California is leading the rollout and is a few years ahead of the rest of the nation. Soon enough the problem will be everywhere. The math just doesn’t work when it takes almost an hour to charge.
Read up. Very basic math
http://www.consumerreports.org/tesla/tesla-superchargers-model-3/
OK, we are going to assume every Tesla owner is going to drive 50% more miles than the american car owner 18,000 miles instead of 12,000 miles, we are also going to assume any Tesla owner is going to charge at home, they are all going to use the SC network, and we are going to assume they are going to drive 180 miles between charges. So for 18,000 miles each Tesla have to charge 100 times a year. We know there are 100,000 Teslas sold until December 2015, if each one charge 100 times equals 10,000,000 charges per year, divided 3439 stalls, each stall is going to be used 2907 times during the year or 8 times a day.
The math shows the SC network is going to be enough, Tesla has to start installing more stalls where the demand is growing. It’s a matter of supply and demand.
I can see you didn’t go to the Ivy League because your just exposed yourself as unable to understand peak use. Have you ever tried to get a dinner reservation on Saturday night at 7:30 or a hotel room during X-mas at Vail? Sure you will have no wait at midnight any day of the week but there will be unacceptable waits on every busy weekend during peak travel times. The SC network is a shell game scam that can never work because the math doesn’t work. The more cars they sell the worse it will become. The result will be that most owners will not drive their Tesla on peak times if there is any risk of needing to SC. This is already happening here in SoCal. So 100k for a car you can’t use on the weekends. It just isn’t a practical car except around town and only a fanatic would buy it as their only car. The marketing is completely dishonest.

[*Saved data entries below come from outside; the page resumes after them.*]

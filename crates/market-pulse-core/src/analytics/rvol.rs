//! Relative volume: a bucket's volume today against the same time-of-day window on
//! preceding days.

use chrono::{NaiveDateTime, TimeDelta};
use rust_decimal::Decimal;

use super::series::BarSeries;
use crate::timeframe::Bucket;

/// Number of non-zero historical days collected before the search stops.
pub const RVOL_TARGET_DAYS: usize = 15;
/// Calendar days searched backwards for historical windows.
pub const RVOL_MAX_DAYS_CHECKED: i64 = 30;
/// Fixed divisor applied to the summed historical volume.
pub const RVOL_AVERAGE_DIVISOR: u32 = 14;

/// Tunable constants of the RVOL average.
#[derive(Debug, Clone, Copy, PartialEq, Eq)]
pub struct RvolPolicy {
    pub target_days: usize,
    pub max_days_checked: i64,
    pub average_divisor: u32,
    /// Discard the oldest collected day before averaging.
    pub drop_oldest: bool,
}

impl Default for RvolPolicy {
    fn default() -> Self {
        Self {
            target_days: RVOL_TARGET_DAYS,
            max_days_checked: RVOL_MAX_DAYS_CHECKED,
            average_divisor: RVOL_AVERAGE_DIVISOR,
            drop_oldest: true,
        }
    }
}

impl RvolPolicy {
    /// Average volume of the `[start, end]` time-of-day window over preceding days, or zero
    /// when no day traded.
    pub fn historical_average(
        &self,
        series: &BarSeries,
        start: NaiveDateTime,
        end: NaiveDateTime,
    ) -> Decimal {
        let mut volumes = Vec::with_capacity(self.target_days);
        for offset in 1..=self.max_days_checked {
            if volumes.len() >= self.target_days {
                break;
            }
            let shift = TimeDelta::days(offset);
            let volume = series.volume_between(start - shift, end - shift);
            if volume > Decimal::ZERO {
                volumes.push(volume);
            }
        }

        // Collected newest first, so the oldest is last.
        if self.drop_oldest {
            volumes.pop();
        }

        let total: Decimal = volumes.iter().sum();
        total
            .checked_div(Decimal::from(self.average_divisor))
            .unwrap_or(Decimal::ZERO)
    }
}

/// RVOL of `bucket` ending at `as_of`, as a percentage rounded to 2 places.
///
/// `None` when the series has no bar at the bucket's first timestamp or no historical volume
/// to compare against.
pub fn relative_volume(
    series: &BarSeries,
    as_of: NaiveDateTime,
    bucket: Bucket,
    policy: &RvolPolicy,
) -> Option<Decimal> {
    let start = bucket.window_start(as_of);
    series.get(start)?;

    let today = series.volume_between(start, as_of);
    let average = policy.historical_average(series, start, as_of);
    if average.is_zero() {
        return None;
    }

    let ratio = today.checked_div(average)?;
    Some((ratio * Decimal::ONE_HUNDRED).round_dp(2))
}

The quality and scale of the SC network is Tesla’s ace-in-the-hole. The GM Bolt looks to be a worthy competitor to the model 3, except that the CCS quick charge infrastructure is inferior in scale and quality, CCS is an optional extra and worst of all GM have chosen not to invest in the expansion of the DC fast charge network like BMW/Nissan.
The lack of investment in the DC Fast charge network makes no sense to me, which got me thinking. I wonder if there will be a surprise announcement when the Bolt is released regarding Tesla SC compatibility. All it would take is an adapter. GM may have decided to invest in the SC network rather than the CCS network. Let’s hope so.